-- DATASET RECORDS follows --

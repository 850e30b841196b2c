use crate::SyntaxKind;

const SIZE: usize = 6;

/// Fixed-size bitset over [`SyntaxKind`], usable in `const` context.
#[derive(Debug, Clone, Copy, PartialEq, Eq, Default)]
pub struct SyntaxSet {
    bits: [u64; SIZE],
}

impl SyntaxSet {
    pub const EMPTY: Self = Self { bits: [0; SIZE] };
    const BITS_PER_SLOT: u16 = u64::BITS as u16;

    const fn slot_and_mask(kind: SyntaxKind) -> (usize, u64) {
        let kind = kind as u16;
        let slot = (kind / Self::BITS_PER_SLOT) as usize;

        debug_assert!(slot < SIZE, "Index out of bounds. Increase the size of the bitset array.");

        (slot, 1 << (kind % Self::BITS_PER_SLOT))
    }

    pub const fn new<const N: usize>(kinds: [SyntaxKind; N]) -> Self {
        let mut set = Self::EMPTY;

        let mut i = 0;
        while i < kinds.len() {
            set = set.with(kinds[i]);
            i += 1;
        }

        set
    }

    pub const fn with(mut self, kind: SyntaxKind) -> Self {
        let (slot, mask) = Self::slot_and_mask(kind);
        self.bits[slot] |= mask;
        self
    }

    pub const fn union(mut self, other: &Self) -> Self {
        let mut i = 0;

        while i < self.bits.len() {
            self.bits[i] |= other.bits[i];
            i += 1;
        }

        self
    }

    pub const fn contains(&self, kind: SyntaxKind) -> bool {
        let (slot, mask) = Self::slot_and_mask(kind);
        self.bits[slot] & mask != 0
    }
}

#[cfg(test)]
mod tests {
    use super::*;
    use crate::SyntaxKind::*;

    const OPEN: SyntaxSet = SyntaxSet::new([L_PAREN, L_BRACE]);

    #[test]
    fn membership() {
        assert!(OPEN.contains(L_PAREN));
        assert!(!OPEN.contains(R_PAREN));
        assert!(OPEN.union(&SyntaxSet::new([TOMBSTONE])).contains(TOMBSTONE));
        assert!(SyntaxSet::EMPTY.with(YIELD_KW).contains(YIELD_KW));
    }
}
ast_nodes! {
    CompilationUnit = COMPILATION_UNIT;
    GlobalStatement = GLOBAL_STATEMENT;

    IdentifierName = IDENTIFIER_NAME;
    GenericName = GENERIC_NAME;
    TypeArgumentList = TYPE_ARGUMENT_LIST;
    QualifiedName = QUALIFIED_NAME;
    AliasQualifiedName = ALIAS_QUALIFIED_NAME;
    PredefinedType = PREDEFINED_TYPE;
    ArrayType = ARRAY_TYPE;
    NullableType = NULLABLE_TYPE;
    PointerType = POINTER_TYPE;
    FunctionPointerType = FUNCTION_POINTER_TYPE;
    TupleType = TUPLE_TYPE;
    TupleElement = TUPLE_ELEMENT;
    RefType = REF_TYPE;
    ScopedType = SCOPED_TYPE;
    OmittedTypeArgument = OMITTED_TYPE_ARGUMENT;

    LiteralExpr = LITERAL_EXPR;
    ParenthesizedExpr = PARENTHESIZED_EXPR;
    TupleExpr = TUPLE_EXPR;
    Argument = ARGUMENT;
    ArgumentList = ARGUMENT_LIST;
    BinaryExpr = BINARY_EXPR;
    AssignmentExpr = ASSIGNMENT_EXPR;
    PrefixUnaryExpr = PREFIX_UNARY_EXPR;
    PostfixUnaryExpr = POSTFIX_UNARY_EXPR;
    ConditionalExpr = CONDITIONAL_EXPR;
    CastExpr = CAST_EXPR;
    InvocationExpr = INVOCATION_EXPR;
    ElementAccessExpr = ELEMENT_ACCESS_EXPR;
    MemberAccessExpr = MEMBER_ACCESS_EXPR;
    ConditionalAccessExpr = CONDITIONAL_ACCESS_EXPR;
    MemberBindingExpr = MEMBER_BINDING_EXPR;
    ElementBindingExpr = ELEMENT_BINDING_EXPR;
    ThisExpr = THIS_EXPR;
    BaseExpr = BASE_EXPR;
    TypeofExpr = TYPEOF_EXPR;
    SizeofExpr = SIZEOF_EXPR;
    DefaultExpr = DEFAULT_EXPR;
    CheckedExpr = CHECKED_EXPR;
    RefExpr = REF_EXPR;
    ObjectCreationExpr = OBJECT_CREATION_EXPR;
    ImplicitObjectCreationExpr = IMPLICIT_OBJECT_CREATION_EXPR;
    ArrayCreationExpr = ARRAY_CREATION_EXPR;
    ImplicitArrayCreationExpr = IMPLICIT_ARRAY_CREATION_EXPR;
    StackallocArrayCreationExpr = STACKALLOC_ARRAY_CREATION_EXPR;
    ImplicitStackallocArrayCreationExpr = IMPLICIT_STACKALLOC_ARRAY_CREATION_EXPR;
    InitializerExpr = ARRAY_INITIALIZER_EXPR;
    AnonymousObjectCreationExpr = ANONYMOUS_OBJECT_CREATION_EXPR;
    AnonymousMethodExpr = ANONYMOUS_METHOD_EXPR;
    SimpleLambdaExpr = SIMPLE_LAMBDA_EXPR;
    ParenLambdaExpr = PAREN_LAMBDA_EXPR;
    ParameterList = PARAMETER_LIST;
    Parameter = PARAMETER;
    DeclarationExpr = DECLARATION_EXPR;
    IsPatternExpr = IS_PATTERN_EXPR;
    SwitchExpr = SWITCH_EXPR;
    SwitchExprArm = SWITCH_EXPR_ARM;
    ThrowExpr = THROW_EXPR;
    AwaitExpr = AWAIT_EXPR;
    RangeExpr = RANGE_EXPR;
    WithExpr = WITH_EXPR;
    InterpolatedStringExpr = INTERPOLATED_STRING_EXPR;
    CollectionExpr = COLLECTION_EXPR;
    QueryExpr = QUERY_EXPR;

    SingleVariableDesignation = SINGLE_VARIABLE_DESIGNATION;
    DiscardDesignation = DISCARD_DESIGNATION;
    ParenthesizedVariableDesignation = PARENTHESIZED_VARIABLE_DESIGNATION;

    DiscardPattern = DISCARD_PATTERN;
    DeclarationPattern = DECLARATION_PATTERN;
    VarPattern = VAR_PATTERN;
    ConstantPattern = CONSTANT_PATTERN;
    TypePattern = TYPE_PATTERN;
    RecursivePattern = RECURSIVE_PATTERN;
    ParenthesizedPattern = PARENTHESIZED_PATTERN;
    RelationalPattern = RELATIONAL_PATTERN;
    UnaryPattern = UNARY_PATTERN;
    BinaryPattern = BINARY_PATTERN;
    ListPattern = LIST_PATTERN;
    SlicePattern = SLICE_PATTERN;
    PropertyPatternClause = PROPERTY_PATTERN_CLAUSE;
    Subpattern = SUBPATTERN;

    Block = BLOCK;
    LocalDeclarationStmt = LOCAL_DECLARATION_STMT;
    VariableDeclaration = VARIABLE_DECLARATION;
    VariableDeclarator = VARIABLE_DECLARATOR;
    ExpressionStmt = EXPRESSION_STMT;
    EmptyStmt = EMPTY_STMT;
    LabeledStmt = LABELED_STMT;
    GotoStmt = GOTO_STMT;
    BreakStmt = BREAK_STMT;
    ContinueStmt = CONTINUE_STMT;
    ReturnStmt = RETURN_STMT;
    ThrowStmt = THROW_STMT;
    YieldReturnStmt = YIELD_RETURN_STMT;
    YieldBreakStmt = YIELD_BREAK_STMT;
    WhileStmt = WHILE_STMT;
    DoStmt = DO_STMT;
    ForStmt = FOR_STMT;
    ForEachStmt = FOREACH_STMT;
    ForEachVariableStmt = FOREACH_VARIABLE_STMT;
    UsingStmt = USING_STMT;
    FixedStmt = FIXED_STMT;
    CheckedStmt = CHECKED_STMT;
    UnsafeStmt = UNSAFE_STMT;
    LockStmt = LOCK_STMT;
    IfStmt = IF_STMT;
    SwitchStmt = SWITCH_STMT;
    TryStmt = TRY_STMT;
    LocalFunctionStmt = LOCAL_FUNCTION_STMT;
}

ast_enums! {
    /// Every expression shape, names and types included since they can
    /// appear in expression position.
    Expr {
        IdentifierName(IdentifierName),
        GenericName(GenericName),
        QualifiedName(QualifiedName),
        AliasQualifiedName(AliasQualifiedName),
        PredefinedType(PredefinedType),
        NullableType(NullableType),
        ArrayType(ArrayType),
        PointerType(PointerType),
        RefType(RefType),
        Literal(LiteralExpr),
        Parenthesized(ParenthesizedExpr),
        Tuple(TupleExpr),
        Binary(BinaryExpr),
        Assignment(AssignmentExpr),
        PrefixUnary(PrefixUnaryExpr),
        PostfixUnary(PostfixUnaryExpr),
        Conditional(ConditionalExpr),
        Cast(CastExpr),
        Invocation(InvocationExpr),
        ElementAccess(ElementAccessExpr),
        MemberAccess(MemberAccessExpr),
        ConditionalAccess(ConditionalAccessExpr),
        MemberBinding(MemberBindingExpr),
        ElementBinding(ElementBindingExpr),
        This(ThisExpr),
        Base(BaseExpr),
        Typeof(TypeofExpr),
        Sizeof(SizeofExpr),
        Default(DefaultExpr),
        Checked(CheckedExpr),
        Ref(RefExpr),
        ObjectCreation(ObjectCreationExpr),
        ImplicitObjectCreation(ImplicitObjectCreationExpr),
        ArrayCreation(ArrayCreationExpr),
        ImplicitArrayCreation(ImplicitArrayCreationExpr),
        StackallocArrayCreation(StackallocArrayCreationExpr),
        ImplicitStackallocArrayCreation(ImplicitStackallocArrayCreationExpr),
        Initializer(InitializerExpr),
        AnonymousObjectCreation(AnonymousObjectCreationExpr),
        AnonymousMethod(AnonymousMethodExpr),
        SimpleLambda(SimpleLambdaExpr),
        ParenLambda(ParenLambdaExpr),
        Declaration(DeclarationExpr),
        IsPattern(IsPatternExpr),
        Switch(SwitchExpr),
        Throw(ThrowExpr),
        Await(AwaitExpr),
        Range(RangeExpr),
        With(WithExpr),
        InterpolatedString(InterpolatedStringExpr),
        Collection(CollectionExpr),
        Query(QueryExpr),
    }

    Type {
        IdentifierName(IdentifierName),
        GenericName(GenericName),
        QualifiedName(QualifiedName),
        AliasQualifiedName(AliasQualifiedName),
        Predefined(PredefinedType),
        Array(ArrayType),
        Nullable(NullableType),
        Pointer(PointerType),
        FunctionPointer(FunctionPointerType),
        Tuple(TupleType),
        Ref(RefType),
        Scoped(ScopedType),
        Omitted(OmittedTypeArgument),
    }

    Pattern {
        Discard(DiscardPattern),
        Declaration(DeclarationPattern),
        Var(VarPattern),
        Constant(ConstantPattern),
        Type(TypePattern),
        Recursive(RecursivePattern),
        Parenthesized(ParenthesizedPattern),
        Relational(RelationalPattern),
        Unary(UnaryPattern),
        Binary(BinaryPattern),
        List(ListPattern),
        Slice(SlicePattern),
    }

    VariableDesignation {
        Single(SingleVariableDesignation),
        Discard(DiscardDesignation),
        Parenthesized(ParenthesizedVariableDesignation),
    }

    Stmt {
        Block(Block),
        LocalDeclaration(LocalDeclarationStmt),
        Expression(ExpressionStmt),
        Empty(EmptyStmt),
        Labeled(LabeledStmt),
        Goto(GotoStmt),
        Break(BreakStmt),
        Continue(ContinueStmt),
        Return(ReturnStmt),
        Throw(ThrowStmt),
        YieldReturn(YieldReturnStmt),
        YieldBreak(YieldBreakStmt),
        While(WhileStmt),
        Do(DoStmt),
        For(ForStmt),
        ForEach(ForEachStmt),
        ForEachVariable(ForEachVariableStmt),
        Using(UsingStmt),
        Fixed(FixedStmt),
        Checked(CheckedStmt),
        Unsafe(UnsafeStmt),
        Lock(LockStmt),
        If(IfStmt),
        Switch(SwitchStmt),
        Try(TryStmt),
        LocalFunction(LocalFunctionStmt),
    }
}

fn child<'a, N: AstNode<'a>>(parent: SyntaxNode<'a>) -> Option<N> {
    parent.child_nodes().find_map(N::cast)
}

fn children<'a, N: AstNode<'a> + 'a>(parent: SyntaxNode<'a>) -> impl Iterator<Item = N> + 'a {
    parent.child_nodes().filter_map(N::cast)
}

fn nth_child<'a, N: AstNode<'a>>(parent: SyntaxNode<'a>, n: usize) -> Option<N> {
    parent.child_nodes().filter_map(N::cast).nth(n)
}

fn first_token_of<'a>(parent: SyntaxNode<'a>, kinds: &[SyntaxKind]) -> Option<SyntaxToken<'a>> {
    parent.child_tokens().find(|token| kinds.contains(&token.kind()))
}

impl<'a> CompilationUnit<'a> {
    pub fn members(self) -> impl Iterator<Item = SyntaxNode<'a>> + 'a {
        self.0.child_nodes()
    }

    pub fn statements(self) -> impl Iterator<Item = Stmt<'a>> + 'a {
        children::<GlobalStatement<'a>>(self.0).filter_map(GlobalStatement::statement)
    }
}

impl<'a> GlobalStatement<'a> {
    pub fn statement(self) -> Option<Stmt<'a>> {
        child(self.0)
    }
}

impl<'a> IdentifierName<'a> {
    pub fn ident(self) -> Option<SyntaxToken<'a>> {
        self.0.child_tokens().next()
    }
}

impl<'a> TupleType<'a> {
    pub fn elements(self) -> impl Iterator<Item = TupleElement<'a>> + 'a {
        children(self.0)
    }
}

impl<'a> TupleElement<'a> {
    pub fn ty(self) -> Option<Type<'a>> {
        child(self.0)
    }

    pub fn name(self) -> Option<SyntaxToken<'a>> {
        self.0.child_token(IDENT)
    }
}

impl<'a> NullableType<'a> {
    pub fn element_type(self) -> Option<Type<'a>> {
        child(self.0)
    }
}

impl<'a> ArrayType<'a> {
    pub fn element_type(self) -> Option<Type<'a>> {
        child(self.0)
    }
}

impl<'a> RefType<'a> {
    pub fn is_readonly(self) -> bool {
        self.0.child_token(READONLY_KW).is_some()
    }

    pub fn ty(self) -> Option<Type<'a>> {
        child(self.0)
    }
}

impl<'a> ParenthesizedExpr<'a> {
    pub fn expr(self) -> Option<Expr<'a>> {
        child(self.0)
    }
}

impl<'a> TupleExpr<'a> {
    pub fn arguments(self) -> impl Iterator<Item = Argument<'a>> + 'a {
        children(self.0)
    }
}

impl<'a> Argument<'a> {
    pub fn name(self) -> Option<SyntaxToken<'a>> {
        self.0
            .child_nodes()
            .find(|node| node.kind() == NAME_COLON)
            .and_then(|name_colon| name_colon.descendants().find_map(|node| node.child_token(IDENT)))
    }

    pub fn ref_kind(self) -> Option<SyntaxToken<'a>> {
        first_token_of(self.0, &[REF_KW, OUT_KW, IN_KW])
    }

    pub fn expr(self) -> Option<Expr<'a>> {
        child(self.0)
    }
}

impl<'a> BinaryExpr<'a> {
    pub fn lhs(self) -> Option<Expr<'a>> {
        nth_child(self.0, 0)
    }

    pub fn op(self) -> Option<SyntaxToken<'a>> {
        self.0.child_tokens().next()
    }

    /// Right operand; a type for `is` and `as`.
    pub fn rhs(self) -> Option<SyntaxNode<'a>> {
        self.0.child_nodes().nth(1)
    }
}

impl<'a> AssignmentExpr<'a> {
    pub fn lhs(self) -> Option<Expr<'a>> {
        nth_child(self.0, 0)
    }

    pub fn op(self) -> Option<SyntaxToken<'a>> {
        self.0.child_tokens().next()
    }

    pub fn rhs(self) -> Option<Expr<'a>> {
        nth_child(self.0, 1)
    }
}

impl<'a> ConditionalExpr<'a> {
    pub fn condition(self) -> Option<Expr<'a>> {
        nth_child(self.0, 0)
    }

    pub fn when_true(self) -> Option<Expr<'a>> {
        nth_child(self.0, 1)
    }

    pub fn when_false(self) -> Option<Expr<'a>> {
        nth_child(self.0, 2)
    }
}

impl<'a> CastExpr<'a> {
    pub fn ty(self) -> Option<Type<'a>> {
        child(self.0)
    }

    pub fn expr(self) -> Option<Expr<'a>> {
        nth_child(self.0, 1)
    }
}

impl<'a> InvocationExpr<'a> {
    pub fn callee(self) -> Option<Expr<'a>> {
        child(self.0)
    }

    pub fn arguments(self) -> impl Iterator<Item = Argument<'a>> + 'a {
        self.0
            .child_nodes()
            .filter(|node| node.kind() == ARGUMENT_LIST)
            .flat_map(children::<Argument<'a>>)
    }
}

impl<'a> MemberAccessExpr<'a> {
    pub fn receiver(self) -> Option<Expr<'a>> {
        nth_child(self.0, 0)
    }

    pub fn name(self) -> Option<SyntaxNode<'a>> {
        self.0.child_nodes().nth(1)
    }
}

impl<'a> ParenLambdaExpr<'a> {
    pub fn modifiers(self) -> impl Iterator<Item = SyntaxToken<'a>> + 'a {
        self.0.child_tokens().filter(|token| matches!(token.kind(), ASYNC_KW | STATIC_KW))
    }

    /// Explicit return type, if the lambda spells one out.
    pub fn return_type(self) -> Option<Type<'a>> {
        self.0.child_nodes().take_while(|node| node.kind() != PARAMETER_LIST).find_map(Type::cast)
    }

    pub fn parameter_list(self) -> Option<ParameterList<'a>> {
        child(self.0)
    }

    pub fn body(self) -> Option<SyntaxNode<'a>> {
        self.0.child_nodes().skip_while(|node| node.kind() != PARAMETER_LIST).nth(1)
    }
}

impl<'a> SimpleLambdaExpr<'a> {
    pub fn parameter(self) -> Option<Parameter<'a>> {
        child(self.0)
    }

    pub fn body(self) -> Option<SyntaxNode<'a>> {
        self.0.child_nodes().skip_while(|node| node.kind() != PARAMETER).nth(1)
    }
}

impl<'a> ParameterList<'a> {
    pub fn parameters(self) -> impl Iterator<Item = Parameter<'a>> + 'a {
        children(self.0)
    }
}

impl<'a> Parameter<'a> {
    pub fn ty(self) -> Option<Type<'a>> {
        child(self.0)
    }

    pub fn name(self) -> Option<SyntaxToken<'a>> {
        self.0.child_token(IDENT)
    }
}

impl<'a> DeclarationExpr<'a> {
    pub fn ty(self) -> Option<Type<'a>> {
        child(self.0)
    }

    pub fn designation(self) -> Option<VariableDesignation<'a>> {
        child(self.0)
    }
}

impl<'a> IsPatternExpr<'a> {
    pub fn expr(self) -> Option<Expr<'a>> {
        child(self.0)
    }

    pub fn pattern(self) -> Option<Pattern<'a>> {
        child(self.0)
    }
}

-- DATASET RECORDS concluded --

AIM OF THE EXERCISE
Among the lines of the entries, count those containing the string "ConstantPattern" and give only the number.

SOLUTION
2